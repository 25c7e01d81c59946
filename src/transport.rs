use std::cell::RefCell;
use std::io;
use std::os::unix::io::{AsRawFd, RawFd};
use std::rc::Rc;

use nix::sys::epoll::EpollFlags;

use crate::errors::TransportError;
use crate::event_loop::{EventLoop, EvtId};
use crate::filter::CanFilter;
use crate::frame::CanFrame;
use crate::socket::CanSocket;

/// Receives every frame a transport decodes.
pub type FrameCallback = Box<dyn FnMut(CanFrame)>;

const DEFAULT_READ_BATCH: usize = 64;

/// Socket options applied by `SocketCanIntf::init_with` before the socket
/// is registered. Options left unset keep the kernel defaults.
#[derive(Debug, Clone)]
pub struct TransportConfig {
    interface: String,
    filters: Option<Vec<CanFilter>>,
    loopback: Option<bool>,
    recv_own_msgs: Option<bool>,
    error_mask: Option<u32>,
    read_batch: usize,
}

impl TransportConfig {
    pub fn new(interface: &str) -> TransportConfig {
        TransportConfig {
            interface: interface.to_owned(),
            filters: None,
            loopback: None,
            recv_own_msgs: None,
            error_mask: None,
            read_batch: DEFAULT_READ_BATCH,
        }
    }

    pub fn with_filters(mut self, filters: &[CanFilter]) -> TransportConfig {
        self.filters = Some(filters.to_vec());
        self
    }

    pub fn with_loopback(mut self, enabled: bool) -> TransportConfig {
        self.loopback = Some(enabled);
        self
    }

    pub fn with_recv_own_msgs(mut self, enabled: bool) -> TransportConfig {
        self.recv_own_msgs = Some(enabled);
        self
    }

    pub fn with_error_mask(mut self, mask: u32) -> TransportConfig {
        self.error_mask = Some(mask);
        self
    }

    /// Upper bound on frames `read_nonblocking` drains per call.
    pub fn with_read_batch(mut self, read_batch: usize) -> TransportConfig {
        self.read_batch = read_batch.max(1);
        self
    }

    pub fn interface(&self) -> &str {
        &self.interface
    }

    fn apply(&self, socket: &CanSocket) -> io::Result<()> {
        if let Some(ref filters) = self.filters {
            socket.set_filters(filters)?;
        }
        if let Some(enabled) = self.loopback {
            socket.set_loopback(enabled)?;
        }
        if let Some(enabled) = self.recv_own_msgs {
            socket.set_recv_own_msgs(enabled)?;
        }
        if let Some(mask) = self.error_mask {
            socket.set_error_mask(mask)?;
        }
        socket.set_nonblocking(true)
    }
}

struct Bound<'a> {
    event_loop: &'a EventLoop,
    socket: Rc<CanSocket>,
    interface: String,
    evt_id: EvtId,
    on_frame: Rc<RefCell<FrameCallback>>,
    read_batch: usize,
}

/// CAN transport on one interface, driven by an `EventLoop`.
///
/// Starts out uninitialized. `init` binds it to an interface and registers
/// the socket for read readiness; from then on every frame that arrives while
/// the loop dispatches is passed to the frame callback. The same callback is
/// used by `read_nonblocking` for callers that poll instead.
///
/// The transport borrows the loop, so the loop outlives the registration.
pub struct SocketCanIntf<'a> {
    state: Option<Bound<'a>>,
}

impl<'a> SocketCanIntf<'a> {
    pub fn new() -> SocketCanIntf<'a> {
        SocketCanIntf { state: None }
    }

    /// Bind to `interface` and register with `event_loop`.
    ///
    /// On failure nothing stays open or registered and the transport remains
    /// uninitialized. A missing interface and one that is down both end up
    /// as an error here; which variant depends on where the kernel rejects it.
    pub fn init<F>(&mut self, interface: &str, event_loop: &'a EventLoop, on_frame: F) -> Result<(), TransportError>
    where
        F: FnMut(CanFrame) + 'static,
    {
        self.init_with(&TransportConfig::new(interface), event_loop, on_frame)
    }

    /// Like `init`, applying the socket options in `config` first.
    pub fn init_with<F>(
        &mut self,
        config: &TransportConfig,
        event_loop: &'a EventLoop,
        on_frame: F,
    ) -> Result<(), TransportError>
    where
        F: FnMut(CanFrame) + 'static,
    {
        if self.state.is_some() {
            return Err(TransportError::AlreadyInitialized);
        }

        let socket = CanSocket::open(config.interface())?;
        config.apply(&socket).map_err(TransportError::Socket)?;

        let socket = Rc::new(socket);
        let callback: FrameCallback = Box::new(on_frame);
        let on_frame = Rc::new(RefCell::new(callback));

        let evt_id = event_loop.register_event(
            socket.as_raw_fd(),
            EpollFlags::EPOLLIN,
            readable_handler(config.interface().to_owned(), socket.clone(), on_frame.clone()),
        )?;

        log::debug!("{}: transport registered as {}", config.interface(), evt_id);
        self.state = Some(Bound {
            event_loop,
            socket,
            interface: config.interface().to_owned(),
            evt_id,
            on_frame,
            read_batch: config.read_batch,
        });

        Ok(())
    }

    /// Deliver whatever frames are queued right now, without waiting.
    ///
    /// Returns the number of frames passed to the callback; zero when none
    /// were pending. Records that fail to decode are skipped.
    pub fn read_nonblocking(&self) -> Result<usize, TransportError> {
        let bound = self.state.as_ref().ok_or(TransportError::Uninitialized)?;

        let mut delivered = 0;
        for _ in 0..bound.read_batch {
            match bound.socket.read_frame() {
                Ok(Some(frame)) => {
                    deliver(&bound.interface, &bound.on_frame, frame);
                    delivered += 1;
                }
                Ok(None) => break,
                Err(ref e) if e.kind() == io::ErrorKind::InvalidData => {
                    log::warn!("{}: dropping malformed record: {}", bound.interface, e);
                }
                Err(e) => return Err(TransportError::Io(e)),
            }
        }

        Ok(delivered)
    }

    /// Queue one frame for transmission without blocking.
    ///
    /// A full send buffer yields `TransportError::WouldBlock`; the frame is
    /// not retried.
    pub fn send_can_frame(&self, frame: &CanFrame) -> Result<(), TransportError> {
        let bound = self.state.as_ref().ok_or(TransportError::Uninitialized)?;

        bound.socket.write_frame(frame)?;
        log::trace!("{}: sent {:X}", bound.interface, frame);
        Ok(())
    }

    /// Deregister and close the socket. Does nothing when uninitialized.
    pub fn deinit(&mut self) {
        if let Some(bound) = self.state.take() {
            if let Err(e) = bound.event_loop.deregister_event(bound.evt_id) {
                log::warn!("{}: deregistering {}: {}", bound.interface, bound.evt_id, e);
            }
            log::debug!("{}: transport closed", bound.interface);
        }
    }

    pub fn is_initialized(&self) -> bool {
        self.state.is_some()
    }

    /// Name of the bound interface.
    pub fn interface(&self) -> Option<&str> {
        self.state.as_ref().map(|bound| bound.interface.as_str())
    }

    pub fn raw_fd(&self) -> Option<RawFd> {
        self.state.as_ref().map(|bound| bound.socket.as_raw_fd())
    }

    /// The underlying socket, for adjusting options after `init`.
    pub fn socket(&self) -> Option<&CanSocket> {
        self.state.as_ref().map(|bound| &*bound.socket)
    }
}

impl<'a> Default for SocketCanIntf<'a> {
    fn default() -> Self {
        SocketCanIntf::new()
    }
}

impl<'a> Drop for SocketCanIntf<'a> {
    fn drop(&mut self) {
        self.deinit();
    }
}

/// Loop callback: decode one record per readiness notification. The loop is
/// level triggered, so frames still queued are reported on the next cycle.
fn readable_handler(
    interface: String,
    socket: Rc<CanSocket>,
    on_frame: Rc<RefCell<FrameCallback>>,
) -> impl FnMut(EpollFlags) + 'static {
    move |mask| {
        if mask.intersects(EpollFlags::EPOLLERR | EpollFlags::EPOLLHUP) {
            log::warn!("{}: socket reported {:?}", interface, mask);
        }
        if !mask.intersects(EpollFlags::EPOLLIN | EpollFlags::EPOLLERR) {
            return;
        }

        match socket.read_frame() {
            Ok(Some(frame)) => deliver(&interface, &on_frame, frame),
            Ok(None) => {}
            Err(e) => log::warn!("{}: read failed: {}", interface, e),
        }
    }
}

fn deliver(interface: &str, on_frame: &RefCell<FrameCallback>, frame: CanFrame) {
    log::trace!("{}: received {:X}", interface, frame);
    match on_frame.try_borrow_mut() {
        Ok(mut callback) => (&mut *callback)(frame),
        Err(_) => log::warn!("{}: frame callback re-entered, dropping {:X}", interface, frame),
    }
}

## Work request
Please retype, without any change, the line containing "pub fn raw_fd(&self)" and every line after it to the end of the entries above, and only those.

## Exercise output
    pub fn raw_fd(&self) -> Option<RawFd> {
        self.state.as_ref().map(|bound| bound.socket.as_raw_fd())
    }

    /// The underlying socket, for adjusting options after `init`.
    pub fn socket(&self) -> Option<&CanSocket> {
        self.state.as_ref().map(|bound| &*bound.socket)
    }
}

impl<'a> Default for SocketCanIntf<'a> {
    fn default() -> Self {
        SocketCanIntf::new()
    }
}

impl<'a> Drop for SocketCanIntf<'a> {
    fn drop(&mut self) {
        self.deinit();
    }
}

/// Loop callback: decode one record per readiness notification. The loop is
/// level triggered, so frames still queued are reported on the next cycle.
fn readable_handler(
    interface: String,
    socket: Rc<CanSocket>,
    on_frame: Rc<RefCell<FrameCallback>>,
) -> impl FnMut(EpollFlags) + 'static {
    move |mask| {
        if mask.intersects(EpollFlags::EPOLLERR | EpollFlags::EPOLLHUP) {
            log::warn!("{}: socket reported {:?}", interface, mask);
        }
        if !mask.intersects(EpollFlags::EPOLLIN | EpollFlags::EPOLLERR) {
            return;
        }

        match socket.read_frame() {
            Ok(Some(frame)) => deliver(&interface, &on_frame, frame),
            Ok(None) => {}
            Err(e) => log::warn!("{}: read failed: {}", interface, e),
        }
    }
}

fn deliver(interface: &str, on_frame: &RefCell<FrameCallback>, frame: CanFrame) {
    log::trace!("{}: received {:X}", interface, frame);
    match on_frame.try_borrow_mut() {
        Ok(mut callback) => (&mut *callback)(frame),
        Err(_) => log::warn!("{}: frame callback re-entered, dropping {:X}", interface, frame),
    }
}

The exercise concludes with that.